В то же время есть много хороших художников, которые добились успеха у публики, а теперь стараются его удержать и транслировать. Но я не из таких, может, потому, что во мне эта украинская кровь дикая, гоголевская и казацкая, потому что во мне постоянно сидит дух противоречия. Например, сейчас, когда я запускаю в Германии свою вторую оперу, я отжимаю кнопку и говорю: во-первых, я не немец, это не моя страна. Хотя я и живу в Германии и у меня тут много друзей, я очень независимый по отношению к этой стране, я могу ее препарировать. Возникает дистанция и свобода. Точно так же я ставил «Мадам Бовари» (Театр «Русская антреприза» им. А.Миронова. — Прим. ред.) или оперу в России. Несмотря на то что я пропитан русской культурой и учился у Анатолия Васильева. Русская культура великая, реально великая, но я не русский режиссер. Это надо понимать. Я отжимаю кнопку, я как инопланетянин.
— Было три основных этапа ваших постановок в России: когда вы ставили «Тараса Бульбу», «Чайку», потом когда были три спектакля в конце 2000-х и сейчас, когда вы снова так активно ставите здесь. Для вас эти периоды различаются? Какими они были?
— Это были разные периоды, потому что я был другой. Например, когда я ставил «Бульбу» и «Чайку», меня интересовал театр как форма. Меня интересовали вопросы пространства, цвета, света, сжимания, разжимания. Для меня актер был функциональной системой, меня не интересовал актер как человек.
Сейчас в связи с тем, что я много ставлю для западного театра, начался период, когда мне интересен человек. Режиссер, когда проводит кастинг, в первую очередь выбирает актрису, правильно? Меня же — думаю, под воздействием Скандинавии — в первую очередь интересует, какой она человек. Нормальная актриса не хочет открывать неизвестному режиссеру, какой она человек. Но мне говорят, что я шаман, гипнотизер, потому что даже те, кто никогда никому ничего не рассказывает, открываются мне. На втором этапе, когда я уже что-то понял про человека, я стараюсь выяснить, какая она женщина. И только потом — какая она актриса. То есть я иду с другой стороны, и тогда, конечно, результат сильнее получается. Потому что связи у нас такие нейронные, ментальные связи образуются.

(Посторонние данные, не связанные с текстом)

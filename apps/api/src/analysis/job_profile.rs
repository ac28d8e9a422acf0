//! Job requirement analysis — extracts a structured `JobProfile` from a raw posting.

use std::collections::BTreeSet;

use serde::{Deserialize, Serialize};
use tracing::info;

use crate::analysis::prompts::{JOB_PROFILE_ROLE, JOB_PROFILE_SCHEMA, JOB_PROFILE_TEMPLATE};
use crate::analysis::{fill_template, AnalysisFailed, Stage};
use crate::extraction::{Extractor, Validate};
use crate::llm_client::prompts::json_system;

/// Extraction is near-deterministic.
pub const JOB_PROFILE_TEMPERATURE: f32 = 0.0;

/// Structured recruiting signal from a job posting.
///
/// The first five fields are required in model output; the softer signals
/// default to empty when the model leaves them out.
#[derive(Debug, Clone, PartialEq, Eq, Serialize, Deserialize)]
pub struct JobProfile {
    pub title: String,
    pub required_skills: BTreeSet<String>,
    pub preferred_skills: BTreeSet<String>,
    pub responsibilities: Vec<String>,
    pub ats_keywords: BTreeSet<String>,
    #[serde(default)]
    pub company_type: String,
    #[serde(default)]
    pub work_environment: Vec<String>,
    #[serde(default)]
    pub tone_of_voice: String,
    #[serde(default)]
    pub culture_signals: Vec<String>,
    #[serde(default)]
    pub technical_domains: Vec<String>,
    #[serde(default)]
    pub urgency: String,
    #[serde(default)]
    pub remote_policy: String,
}

impl Validate for JobProfile {
    fn validate(&self) -> Result<(), String> {
        if self.title.trim().is_empty() {
            return Err("title must not be empty".to_string());
        }
        Ok(())
    }
}

/// Extracts a `JobProfile` from posting text.
pub async fn analyze_job(
    posting_text: &str,
    extractor: &Extractor,
) -> Result<JobProfile, AnalysisFailed> {
    let system = json_system(&format!("{JOB_PROFILE_ROLE}\n\n{JOB_PROFILE_SCHEMA}"));
    let prompt = fill_template(JOB_PROFILE_TEMPLATE, &[("posting", posting_text.trim())]);

    let profile: JobProfile = extractor
        .extract(&system, &prompt, JOB_PROFILE_TEMPERATURE)
        .await
        .map_err(AnalysisFailed::at(Stage::Job))?;

    info!(
        "Job profile extracted: title={:?}, required={}, preferred={}",
        profile.title,
        profile.required_skills.len(),
        profile.preferred_skills.len()
    );
    Ok(profile)
}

Например, когда я был студентом, видел репризы Васильева, которые он репетировал. Была у него актриса экстра-класса Наталья Коляканова. У них прямо на глазах возникал такой ментальный, интеллектуальный секс! И эта связь очень сильна. Как в жизни: мы расстаемся, но между нами было это. Я видел в лесу два небольших озера, между ними бережок и дубы стоят. И там еще гора. Иногда, раз в тысячу лет, один-два больших камня падают с горы и попадают в центры этих озер. Озера содрогаются. Такая гладь черная — и бум! И второй — бум! Озера под землей связаны подводными коммуникациями, это доказано геологами. Дальше через пятьсот лет идешь, собираешь малину в лесу и не знаешь, что там упали когда-то эти камни. У озер этих, может, давно уже нет той влюбленности, но эти камни глубоко в них их связывают. Вот эта связь между актером и режиссером мне сегодня интересна.

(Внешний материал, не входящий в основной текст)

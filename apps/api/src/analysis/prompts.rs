// All instruction constants for the analysis pipeline.
// Templates use `{placeholder}` markers replaced before sending.

/// Role instruction for job posting extraction.
pub const JOB_PROFILE_ROLE: &str = "You are an expert job posting analyzer for tech recruitment. \
    Extract structured recruiting signal from a tech job posting.";

/// Output schema for job posting extraction.
pub const JOB_PROFILE_SCHEMA: &str = r#"Return a JSON object with this EXACT schema (no extra fields):
{
  "title": "string",
  "required_skills": ["must-have skills"],
  "preferred_skills": ["nice-to-have skills"],
  "responsibilities": ["main duties, in posting order"],
  "ats_keywords": ["critical keywords an ATS would scan for"],
  "company_type": "Startup | Scale-up | Enterprise | Agency | Unknown",
  "work_environment": ["environment signals"],
  "tone_of_voice": "short description",
  "culture_signals": ["culture indicators"],
  "technical_domains": ["Frontend, Backend, DevOps, Data, ..."],
  "urgency": "Low | Normal | High",
  "remote_policy": "Remote | Hybrid | On-site | Unknown"
}"#;

/// Job extraction user template. Replace `{posting}`.
pub const JOB_PROFILE_TEMPLATE: &str = "Analyze this job posting:\n\n{posting}";

/// Role instruction for candidate matching.
pub const MATCH_REPORT_ROLE: &str = "You are a targeted technical profile analyzer. \
    Score a candidate's résumé against the job requirements you are given.";

/// Output schema for candidate matching.
pub const MATCH_REPORT_SCHEMA: &str = r#"Return a JSON object with this EXACT schema:
{
  "candidate_name": "string",
  "overall_score": 50,
  "skill_scores": {"Python": 7, "Docker": 5},
  "experience_relevance": [
    {"role": "string", "organization": "string", "period": "string", "score": 6, "notes": "string"}
  ],
  "skill_gaps": ["required or preferred skills missing from the résumé"],
  "recommendations": ["improvement suggestions"],
  "summary": "overall assessment"
}

SCORING:
- overall_score: integer 0-100
- skill_scores: one entry per job skill, integer 0-10
- experience_relevance.score: integer 0-10"#;

/// Matching user template.
/// Replace: {title}, {required}, {preferred}, {responsibilities}, {domains}, {resume}
pub const MATCH_REPORT_TEMPLATE: &str = r#"JOB REQUIREMENTS
Title: {title}

Must-have skills:
{required}

Nice-to-have skills:
{preferred}

Key responsibilities:
{responsibilities}

Technical domains:
{domains}

RÉSUMÉ
{resume}"#;

/// Role instruction for clarification drafting.
pub const CLARIFICATION_ROLE: &str = "You are a skills gap identifier for résumé optimization. \
    Identify ONLY truly missing critical skills that would significantly improve the job match.";

/// Output schema and constraints for clarification drafting.
pub const CLARIFICATION_SCHEMA: &str = r#"RULES:
- Only list skills that appear in the job's must-have or nice-to-have lists AND are wholly absent from the résumé
- Do NOT list skills the candidate already shows some experience with
- List at most 5 skills
- If there is no material gap, return an empty missing_skills array

Return a JSON object:
{
  "rationale": "Brief summary of the gaps (1-2 sentences)",
  "missing_skills": ["Skill"]
}"#;

/// Clarification user template.
/// Replace: {required}, {preferred}, {score}, {skill_scores}, {gaps}, {recommendations}
pub const CLARIFICATION_TEMPLATE: &str = r#"Job must-have skills:
{required}

Job nice-to-have skills:
{preferred}

Profile analysis results:
- Overall score: {score}/100
- Skill scores: {skill_scores}
- Candidate gaps:
{gaps}
- Recommendations:
{recommendations}

If the candidate already shows good alignment, return an empty missing_skills array."#;

/// Role instruction for résumé synthesis.
pub const SYNTHESIS_ROLE: &str = "You are a résumé section generator. \
    Generate optimized résumé data tailored to the job requirements.";

/// Output schema and rules for résumé synthesis.
pub const SYNTHESIS_SCHEMA: &str = r#"Return a JSON object with this EXACT structure:
{
  "personal": {
    "name": "Full Name",
    "title": "Job title optimized for the role",
    "email": "",
    "phone": "",
    "location": "City, Country",
    "summary": "Professional summary optimized for the job (2-3 sentences)"
  },
  "education": [
    {"degree": "Degree Name", "school": "Institution", "start": "YYYY", "end": "YYYY"}
  ],
  "experience": [
    {"title": "Job Title", "company": "Company", "start": "YYYY", "end": "Present or YYYY", "summary": "Rewritten, job-relevant description"}
  ],
  "skills": ["most relevant first"],
  "links": {"linkedin": "", "github": ""}
}

RULES:
1. Prioritize must-have skills, then nice-to-have skills, in the skills list
2. Include every confirmed skill in the skills list
3. Rewrite experience summaries with job-relevant phrasing and ATS keywords
4. Optimize the professional title for the target role
5. Keep the exact field structure shown above"#;

/// Synthesis user template.
/// Replace: {title}, {required}, {preferred}, {responsibilities}, {ats_keywords},
///          {candidate}, {score}, {skill_scores}, {experience_json}, {confirmed}
pub const SYNTHESIS_TEMPLATE: &str = r#"JOB ANALYSIS
Target role: {title}

Must-have skills:
{required}

Nice-to-have skills:
{preferred}

Key responsibilities:
{responsibilities}

ATS keywords:
{ats_keywords}

CANDIDATE PROFILE
Name: {candidate}
Current score: {score}/100
Skill scores: {skill_scores}
Experience:
{experience_json}

User confirmed skills:
{confirmed}

Generate the optimized résumé JSON."#;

Мне говорят, что я шаман, гипнотизер, потому что даже те, кто никогда никому ничего не рассказывает, открываются мне
— Она везде возникает?
— Нет, не везде. Но когда я работал с Машей Мироновой, у нас было такое. Сейчас мы как два совершенно чужеродных элемента.
— Но камень-то остался?
— Камень — да. Я думаю, если Маше дать таблетки какие-то из будущего, чтобы залезть в подсознание, то можно его найти. Хотя сейчас уже холод: «Привет». — «Привет».

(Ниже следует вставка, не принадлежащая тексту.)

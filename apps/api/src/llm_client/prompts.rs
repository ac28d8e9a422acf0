// Shared prompt fragments. Each stage keeps its own instructions in
// analysis/prompts.rs and appends these where it needs them.

/// System prompt fragment that enforces JSON-only output.
pub const JSON_ONLY_SYSTEM: &str = "You MUST respond with valid JSON only. \
    Do NOT include any text outside the JSON object. \
    Do NOT use markdown code fences. \
    Do NOT include explanations or apologies.";

/// Instruction that keeps generated résumé content tied to the candidate's record.
pub const GROUNDING_INSTRUCTION: &str = "\
    CRITICAL: Only use facts present in the candidate profile and the confirmed skills. \
    Do NOT invent employers, dates, degrees or contact details. \
    If a field is unknown, use an empty string rather than a placeholder.";

/// Joins a role instruction with the JSON-only fragment.
pub fn json_system(role_instruction: &str) -> String {
    format!("{role_instruction}\n\n{JSON_ONLY_SYSTEM}")
}
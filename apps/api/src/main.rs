mod analysis;
mod config;
mod documents;
mod errors;
mod extraction;
mod llm_client;
mod routes;
mod sessions;
mod state;

use std::net::SocketAddr;
use std::sync::Arc;
use std::time::Duration;

use anyhow::Result;
use axum::http::HeaderValue;
use tower_http::{cors::CorsLayer, trace::TraceLayer};
use tracing::info;
use tracing_subscriber::{layer::SubscriberExt, util::SubscriberInitExt, EnvFilter};

use crate::analysis::gap_decision::GapDecisionEngine;
use crate::analysis::pipeline::Pipeline;
use crate::config::Config;
use crate::extraction::Extractor;
use crate::llm_client::LlmClient;
use crate::routes::build_router;
use crate::sessions::{spawn_eviction, InMemorySessionStore, SessionStore};
use crate::state::AppState;

const EVICTION_INTERVAL: Duration = Duration::from_secs(300);

#[tokio::main]
async fn main() -> Result<()> {
    // Load configuration first (fails on missing required env vars)
    let config = Config::from_env()?;

    // Initialize structured logging
    tracing_subscriber::registry()
        .with(EnvFilter::try_from_default_env().unwrap_or_else(|_| {
            EnvFilter::new(format!("{}={}", env!("CARGO_PKG_NAME"), &config.rust_log))
        }))
        .with(tracing_subscriber::fmt::layer())
        .init();

    info!("Starting Tailor API v{}", env!("CARGO_PKG_VERSION"));

    // Initialize LLM client
    let llm = LlmClient::new(config.anthropic_api_key.clone(), config.llm_max_attempts)?;
    info!(
        "LLM client initialized (model: {}, attempts: {})",
        llm_client::MODEL,
        config.llm_max_attempts
    );

    let policy = config.gap_policy();
    info!(
        "Gap policy: threshold {}, adequacy floor {}",
        policy.threshold, policy.adequacy_floor
    );
    let pipeline = Pipeline::new(
        Extractor::new(Arc::new(llm)),
        GapDecisionEngine::new(policy),
    );

    // Session store with background expiry
    let sessions: Arc<dyn SessionStore> = Arc::new(InMemorySessionStore::new(config.session_ttl()));
    spawn_eviction(sessions.clone(), EVICTION_INTERVAL);
    info!("Session store initialized (ttl: {}s)", config.session_ttl_secs);

    let state = AppState { pipeline, sessions };

    let cors = match &config.allowed_origin {
        Some(origin) => CorsLayer::new()
            .allow_origin(origin.parse::<HeaderValue>()?)
            .allow_methods(tower_http::cors::Any)
            .allow_headers(tower_http::cors::Any),
        None => CorsLayer::permissive(),
    };

    // Build router
    let app = build_router(state)
        .layer(TraceLayer::new_for_http())
        .layer(cors);

    let addr: SocketAddr = format!("0.0.0.0:{}", config.port).parse()?;
    info!("Listening on {addr}");

    let listener = tokio::net::TcpListener::bind(addr).await?;
    axum::serve(listener, app).await?;

    Ok(())
}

— С кем из российских актеров остается такая связь?
— Сейчас это Елена Калинина. Спектакль сделан в маленькой комнате, но как играет эта актриса! Она у Льва Додина работает 10 лет, играет там Машу в «Трех сестрах». Но там она, конечно, играет в стиле Льва Абрамовича, а то, что она делает в «Мадам Бовари» — это отпад башки. Такая у нас вышла химия, что я не хочу ждать, я хочу сразу работать с ней дальше. Сейчас я думаю, как это организовать.
— В интервью OpenSpace, которое вы давали после «Москвы. Психо», вы в связи с репертуарным театром говорили, что через два-три года московское театральное пространство полностью изменится. Сейчас уже больше чем три года прошло, ожидания оправдались?
— Смотрите, Серебренников «Гоголь-центр» получил, Юхананов получил Театр Станиславского. Клим получил «Драматургию». Миронов с Театром наций, Меньшиков получил, Женовач получил, Карбаускис получил. То есть какие-то изменения происходят, какое-то другое поколение сейчас нишу заполняет.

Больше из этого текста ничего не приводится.